EXERCISE DIRECTIONS:
In the entries below, which lines run from the one containing "fn from_str(s: &str)" to the one containing "fn expecting(&self, f: &mut"? Copy exactly those lines, ends included, and no others.

DATA TO EXAMINE:

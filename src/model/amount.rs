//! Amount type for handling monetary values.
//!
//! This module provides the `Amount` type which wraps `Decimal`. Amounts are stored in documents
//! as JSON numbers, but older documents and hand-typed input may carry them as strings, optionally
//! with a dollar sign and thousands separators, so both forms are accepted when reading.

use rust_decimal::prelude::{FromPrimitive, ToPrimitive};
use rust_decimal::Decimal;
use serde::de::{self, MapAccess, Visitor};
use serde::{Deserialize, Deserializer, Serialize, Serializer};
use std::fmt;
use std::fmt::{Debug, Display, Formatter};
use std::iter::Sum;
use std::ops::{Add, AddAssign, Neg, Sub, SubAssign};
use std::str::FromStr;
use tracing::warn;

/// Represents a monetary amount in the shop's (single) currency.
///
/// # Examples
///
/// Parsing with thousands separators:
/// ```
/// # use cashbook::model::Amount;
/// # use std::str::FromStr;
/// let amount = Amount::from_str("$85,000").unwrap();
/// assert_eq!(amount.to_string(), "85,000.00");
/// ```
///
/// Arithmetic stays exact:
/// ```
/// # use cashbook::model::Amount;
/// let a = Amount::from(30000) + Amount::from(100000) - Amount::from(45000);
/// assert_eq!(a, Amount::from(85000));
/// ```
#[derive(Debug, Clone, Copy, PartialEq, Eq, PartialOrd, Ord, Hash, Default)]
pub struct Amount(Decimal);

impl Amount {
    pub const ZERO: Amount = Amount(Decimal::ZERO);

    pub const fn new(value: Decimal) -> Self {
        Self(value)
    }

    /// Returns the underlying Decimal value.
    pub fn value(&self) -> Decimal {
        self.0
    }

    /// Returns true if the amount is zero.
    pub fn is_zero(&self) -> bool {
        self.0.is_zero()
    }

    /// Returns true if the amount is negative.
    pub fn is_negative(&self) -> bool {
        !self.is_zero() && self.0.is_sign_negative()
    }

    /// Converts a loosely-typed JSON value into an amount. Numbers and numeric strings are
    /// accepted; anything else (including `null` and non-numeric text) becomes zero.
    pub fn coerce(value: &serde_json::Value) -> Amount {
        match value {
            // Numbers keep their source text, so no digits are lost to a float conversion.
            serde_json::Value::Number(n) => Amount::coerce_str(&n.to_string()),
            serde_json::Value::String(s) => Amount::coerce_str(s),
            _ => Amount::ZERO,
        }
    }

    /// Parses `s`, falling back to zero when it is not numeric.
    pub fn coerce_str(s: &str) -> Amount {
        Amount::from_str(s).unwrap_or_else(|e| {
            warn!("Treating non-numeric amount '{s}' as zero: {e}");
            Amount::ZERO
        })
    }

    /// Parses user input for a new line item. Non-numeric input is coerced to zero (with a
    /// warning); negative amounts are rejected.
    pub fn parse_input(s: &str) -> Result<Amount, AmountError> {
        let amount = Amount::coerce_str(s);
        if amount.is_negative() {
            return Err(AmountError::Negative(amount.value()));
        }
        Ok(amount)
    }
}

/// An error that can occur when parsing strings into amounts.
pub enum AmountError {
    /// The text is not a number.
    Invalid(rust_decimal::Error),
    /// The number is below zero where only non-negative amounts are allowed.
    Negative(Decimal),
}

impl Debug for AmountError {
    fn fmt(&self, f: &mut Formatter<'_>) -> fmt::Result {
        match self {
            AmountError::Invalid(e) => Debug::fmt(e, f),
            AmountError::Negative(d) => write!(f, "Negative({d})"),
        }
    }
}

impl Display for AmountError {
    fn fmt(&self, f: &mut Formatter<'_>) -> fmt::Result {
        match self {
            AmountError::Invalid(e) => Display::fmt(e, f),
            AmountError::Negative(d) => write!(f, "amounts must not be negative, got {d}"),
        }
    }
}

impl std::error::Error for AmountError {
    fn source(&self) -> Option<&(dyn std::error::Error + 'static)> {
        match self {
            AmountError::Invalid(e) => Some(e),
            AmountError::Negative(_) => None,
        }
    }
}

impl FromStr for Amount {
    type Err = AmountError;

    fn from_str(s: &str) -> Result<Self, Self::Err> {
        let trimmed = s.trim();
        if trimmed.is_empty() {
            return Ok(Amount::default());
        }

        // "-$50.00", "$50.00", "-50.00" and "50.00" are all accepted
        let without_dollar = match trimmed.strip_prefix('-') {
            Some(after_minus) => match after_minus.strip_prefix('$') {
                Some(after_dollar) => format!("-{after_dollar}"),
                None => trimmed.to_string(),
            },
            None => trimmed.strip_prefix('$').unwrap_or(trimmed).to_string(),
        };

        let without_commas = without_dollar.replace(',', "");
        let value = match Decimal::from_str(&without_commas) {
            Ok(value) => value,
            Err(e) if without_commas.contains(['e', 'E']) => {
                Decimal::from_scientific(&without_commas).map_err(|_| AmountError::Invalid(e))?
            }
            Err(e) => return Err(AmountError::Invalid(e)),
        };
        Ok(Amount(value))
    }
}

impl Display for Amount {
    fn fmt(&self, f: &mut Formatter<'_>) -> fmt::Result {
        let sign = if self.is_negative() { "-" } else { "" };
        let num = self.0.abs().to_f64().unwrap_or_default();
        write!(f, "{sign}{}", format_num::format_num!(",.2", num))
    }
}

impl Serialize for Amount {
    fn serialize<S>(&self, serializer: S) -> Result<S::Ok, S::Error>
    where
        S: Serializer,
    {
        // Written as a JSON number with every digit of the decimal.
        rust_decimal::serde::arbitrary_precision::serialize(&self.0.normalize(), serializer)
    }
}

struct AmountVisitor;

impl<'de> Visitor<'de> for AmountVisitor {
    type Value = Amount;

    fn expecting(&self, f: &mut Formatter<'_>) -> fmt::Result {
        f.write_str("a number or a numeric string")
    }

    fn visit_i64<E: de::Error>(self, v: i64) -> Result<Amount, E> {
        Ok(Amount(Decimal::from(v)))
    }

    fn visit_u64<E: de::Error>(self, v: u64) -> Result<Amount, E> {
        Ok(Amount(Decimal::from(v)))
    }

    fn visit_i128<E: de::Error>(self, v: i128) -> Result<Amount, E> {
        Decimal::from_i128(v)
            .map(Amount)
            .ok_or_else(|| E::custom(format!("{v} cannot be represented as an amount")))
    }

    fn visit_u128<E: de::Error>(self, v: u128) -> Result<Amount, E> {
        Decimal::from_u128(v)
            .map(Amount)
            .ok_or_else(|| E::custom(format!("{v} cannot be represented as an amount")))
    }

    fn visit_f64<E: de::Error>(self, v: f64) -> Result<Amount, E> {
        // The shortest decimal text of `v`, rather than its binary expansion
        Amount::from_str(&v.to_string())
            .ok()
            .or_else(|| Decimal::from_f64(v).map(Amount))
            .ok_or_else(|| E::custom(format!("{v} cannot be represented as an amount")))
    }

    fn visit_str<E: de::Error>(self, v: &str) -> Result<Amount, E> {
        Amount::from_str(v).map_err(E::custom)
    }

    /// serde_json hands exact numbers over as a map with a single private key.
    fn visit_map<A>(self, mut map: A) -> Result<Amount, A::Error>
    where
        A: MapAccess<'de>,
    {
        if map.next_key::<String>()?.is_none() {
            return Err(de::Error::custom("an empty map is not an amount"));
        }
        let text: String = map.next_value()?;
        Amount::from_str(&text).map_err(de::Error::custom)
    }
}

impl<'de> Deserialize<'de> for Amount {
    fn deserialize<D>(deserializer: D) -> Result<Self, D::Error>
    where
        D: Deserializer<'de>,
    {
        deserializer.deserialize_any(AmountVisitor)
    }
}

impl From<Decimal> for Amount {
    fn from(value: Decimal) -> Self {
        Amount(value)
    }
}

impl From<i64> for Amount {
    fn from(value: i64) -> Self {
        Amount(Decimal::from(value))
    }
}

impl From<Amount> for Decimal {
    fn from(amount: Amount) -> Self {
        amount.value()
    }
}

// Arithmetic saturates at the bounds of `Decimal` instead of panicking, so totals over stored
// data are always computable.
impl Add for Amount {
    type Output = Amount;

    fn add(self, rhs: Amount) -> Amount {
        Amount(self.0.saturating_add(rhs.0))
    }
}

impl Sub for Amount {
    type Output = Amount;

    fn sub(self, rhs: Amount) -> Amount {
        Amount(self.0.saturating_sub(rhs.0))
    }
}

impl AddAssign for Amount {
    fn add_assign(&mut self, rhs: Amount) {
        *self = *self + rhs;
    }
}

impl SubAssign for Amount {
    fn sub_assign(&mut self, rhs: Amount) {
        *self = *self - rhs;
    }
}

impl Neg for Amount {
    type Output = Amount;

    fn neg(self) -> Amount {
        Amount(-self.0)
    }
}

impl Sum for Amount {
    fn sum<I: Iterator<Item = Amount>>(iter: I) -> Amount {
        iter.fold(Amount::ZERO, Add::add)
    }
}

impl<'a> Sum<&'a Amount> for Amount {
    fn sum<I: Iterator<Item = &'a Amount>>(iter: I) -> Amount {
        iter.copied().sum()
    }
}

SOLUTION FOR THIS EXERCISE:
    fn from_str(s: &str) -> Result<Self, Self::Err> {
        let trimmed = s.trim();
        if trimmed.is_empty() {
            return Ok(Amount::default());
        }

        // "-$50.00", "$50.00", "-50.00" and "50.00" are all accepted
        let without_dollar = match trimmed.strip_prefix('-') {
            Some(after_minus) => match after_minus.strip_prefix('$') {
                Some(after_dollar) => format!("-{after_dollar}"),
                None => trimmed.to_string(),
            },
            None => trimmed.strip_prefix('$').unwrap_or(trimmed).to_string(),
        };

        let without_commas = without_dollar.replace(',', "");
        let value = match Decimal::from_str(&without_commas) {
            Ok(value) => value,
            Err(e) if without_commas.contains(['e', 'E']) => {
                Decimal::from_scientific(&without_commas).map_err(|_| AmountError::Invalid(e))?
            }
            Err(e) => return Err(AmountError::Invalid(e)),
        };
        Ok(Amount(value))
    }
}

impl Display for Amount {
    fn fmt(&self, f: &mut Formatter<'_>) -> fmt::Result {
        let sign = if self.is_negative() { "-" } else { "" };
        let num = self.0.abs().to_f64().unwrap_or_default();
        write!(f, "{sign}{}", format_num::format_num!(",.2", num))
    }
}

impl Serialize for Amount {
    fn serialize<S>(&self, serializer: S) -> Result<S::Ok, S::Error>
    where
        S: Serializer,
    {
        // Written as a JSON number with every digit of the decimal.
        rust_decimal::serde::arbitrary_precision::serialize(&self.0.normalize(), serializer)
    }
}

struct AmountVisitor;

impl<'de> Visitor<'de> for AmountVisitor {
    type Value = Amount;

    fn expecting(&self, f: &mut Formatter<'_>) -> fmt::Result {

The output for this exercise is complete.